I personally would like to see Wizards of the Coast produce a cheap, basic game with "kool" styling and a version of the d20 rules stripped of their most complex elements, namely character creation and spells. Lose the "dungeonpunk" art for a more "in" style, either mangaish (to cash in on video games and anime) or realistic and "gritty," by which I mean "characters who wear dirty clothes most of the time" (to cash in on the Lord of the Rings movies). Who cares if it's dated? It should be cheap and modular enough to be rereleased with whatever the new "in thing" is in a couple of years.

Somebody else could do this, but they lack the resources to market it. White Wolf probably could, but their games seem to be lighter on the tactical aspect and so less appropriate.
 

A couple of points:

1) Pining for the Basic set ain't gonna do it. WotC has already produced one or two introductory sets for D&D. In a way, wanting to renew a strategy from the early to mid 80s to sell a game 20 odd years later is just as exclusionary. The kids now are not the kids of the 80s.

2) WotC already has a lead-in product that not only pushes the D&D brand to new gamers but is relevant in the post-console, post-CCG world: The D&D miniatures set. It's not for nothing that WotC broke its rule about separate brand identities for the miniatures game.

3) Complexity is something that bothers older folks more than kids. Others have explained why complexity and the commitment around mastering the system can be selling points.

However, the point of this thread wasn't to discuss the fortunes of top-5ers. It was to ask how the broad industry can stay healthy. That's why complaints about WotC not being discussed all the time are off-base.

Nevertheless, I'd say that the fact that D&D is the most common first game is definitely an issue. For one thing, outside of fandom, WotC does not even promote D&D as a roleplaying game. Note that the term "roleplaying" is usually avoided in D&D material in favour of "adventure game." Star Wars and D20 Modern are called roleplaying games, but as they sell on the scale of a number of RPGs they do benefit more from acknowledging an RPG community. I'm of the opinion that WotC would very much like D&D to be thought of as its own thing. This gives them the flexibility to redefine the brand as much as they like without gamers' expectations having even a residual effect. I expect 4e to, accordingly, present a core miniatures combat system with optional rolegaming elements. I don't think this is a bad idea, either.

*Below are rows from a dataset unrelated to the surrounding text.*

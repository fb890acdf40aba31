//! Session model and related payloads

use chrono::NaiveDateTime;
use serde::{Deserialize, Serialize};
use sqlx::FromRow;

/// Wire format for expiry and attendance timestamps.
///
/// Timestamps are naive local instants compared against the local clock with
/// no UTC normalization; changing this silently shifts pass/fail outcomes at
/// deployment boundaries.
pub const WIRE_TIME_FORMAT: &str = "%Y-%m-%d %H:%M:%S";

/// Serde adapter that keeps timestamps in the wire format on both directions.
pub mod wire_time {
    use super::WIRE_TIME_FORMAT;
    use chrono::NaiveDateTime;
    use serde::{self, Deserialize, Deserializer, Serializer};

    pub fn serialize<S>(value: &NaiveDateTime, serializer: S) -> Result<S::Ok, S::Error>
    where
        S: Serializer,
    {
        serializer.serialize_str(&value.format(WIRE_TIME_FORMAT).to_string())
    }

    pub fn deserialize<'de, D>(deserializer: D) -> Result<NaiveDateTime, D::Error>
    where
        D: Deserializer<'de>,
    {
        let raw = String::deserialize(deserializer)?;
        NaiveDateTime::parse_from_str(&raw, WIRE_TIME_FORMAT).map_err(serde::de::Error::custom)
    }
}

/// Session entity
#[derive(Debug, Clone, Serialize, Deserialize, FromRow)]
pub struct Session {
    pub id: i64,
    pub code: String,
    pub name: String,
    pub location_lat: f64,
    pub location_long: f64,
    #[serde(with = "wire_time")]
    pub expiry_time: NaiveDateTime,
    pub created_by: i64,
}

/// New session creation payload, already validated by the registry
#[derive(Debug, Clone)]
pub struct NewSession {
    pub code: String,
    pub name: String,
    pub location_lat: f64,
    pub location_long: f64,
    pub expiry_time: NaiveDateTime,
    pub created_by: i64,
}

/// Request to create a session.
///
/// Every field is optional at the wire so that the registry can report all
/// the missing keys in one validation error instead of a deserialization 422.
#[derive(Debug, Clone, Deserialize)]
pub struct CreateSessionRequest {
    pub session_name: Option<String>,
    pub location_lat: Option<f64>,
    pub location_long: Option<f64>,
    pub expiry_time: Option<String>,
    pub created_by: Option<i64>,
}

/// Response for session creation
#[derive(Debug, Serialize)]
pub struct CreateSessionResponse {
    pub id: i64,
    pub code: String,
}

/// Full session representation for listing endpoints
#[derive(Debug, Serialize)]
pub struct SessionResponse {
    pub id: i64,
    pub session_code: String,
    pub session_name: String,
    pub location_lat: f64,
    pub location_long: f64,
    pub expiry_time: String,
}

impl From<Session> for SessionResponse {
    fn from(session: Session) -> Self {
        SessionResponse {
            id: session.id,
            session_code: session.code,
            session_name: session.name,
            location_lat: session.location_lat,
            location_long: session.location_long,
            expiry_time: session.expiry_time.format(WIRE_TIME_FORMAT).to_string(),
        }
    }
}

/// Request to create a session distributed as a QR image
#[derive(Debug, Clone, Deserialize)]
pub struct QrSessionRequest {
    pub session_name: Option<String>,
    pub location_lat: Option<f64>,
    pub location_long: Option<f64>,
    /// Minutes from now until expiry (default 5)
    pub expiry_minutes: Option<i64>,
    pub created_by: Option<i64>,
}

/// Response carrying the base64-encoded QR image for a fresh session
#[derive(Debug, Serialize)]
pub struct QrSessionResponse {
    pub qr_code: String,
    pub session_id: i64,
}

#[cfg(test)]
mod tests {
    use super::*;
    use chrono::NaiveDate;

    #[test]
    fn wire_time_round_trips_through_the_fixed_pattern() {
        let expiry = NaiveDate::from_ymd_opt(2025, 6, 1)
            .unwrap()
            .and_hms_opt(9, 30, 0)
            .unwrap();
        let session = Session {
            id: 1,
            code: "SESSION_1748770200".to_string(),
            name: "Morning lecture".to_string(),
            location_lat: 20.2961,
            location_long: 85.8245,
            expiry_time: expiry,
            created_by: 7,
        };

        let json = serde_json::to_value(&session).unwrap();
        assert_eq!(json["expiry_time"], "2025-06-01 09:30:00");

        let back: Session = serde_json::from_value(json).unwrap();
        assert_eq!(back.expiry_time, expiry);
    }

    #[test]
    fn create_request_tolerates_missing_keys() {
        let req: CreateSessionRequest = serde_json::from_str("{}").unwrap();
        assert!(req.session_name.is_none());
        assert!(req.expiry_time.is_none());
        assert!(req.created_by.is_none());
    }
}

There are, however, a few other games that are lternate first games for gamers. The most common two are RIFTS and Vampire (especially LARP). I've seen a lot of new gamers come from these two and I suspect that the proportions roughtly equal the games' marketshare (or more for LARPers, since there are lots and lots of Vampire LARPers).

What is necessary, ultimately, is for there to be a brand/genre identity that cuts across individual games. This will be inaccurate and games will cross boundaries, but this is OK, just like it's OK for music, books and film.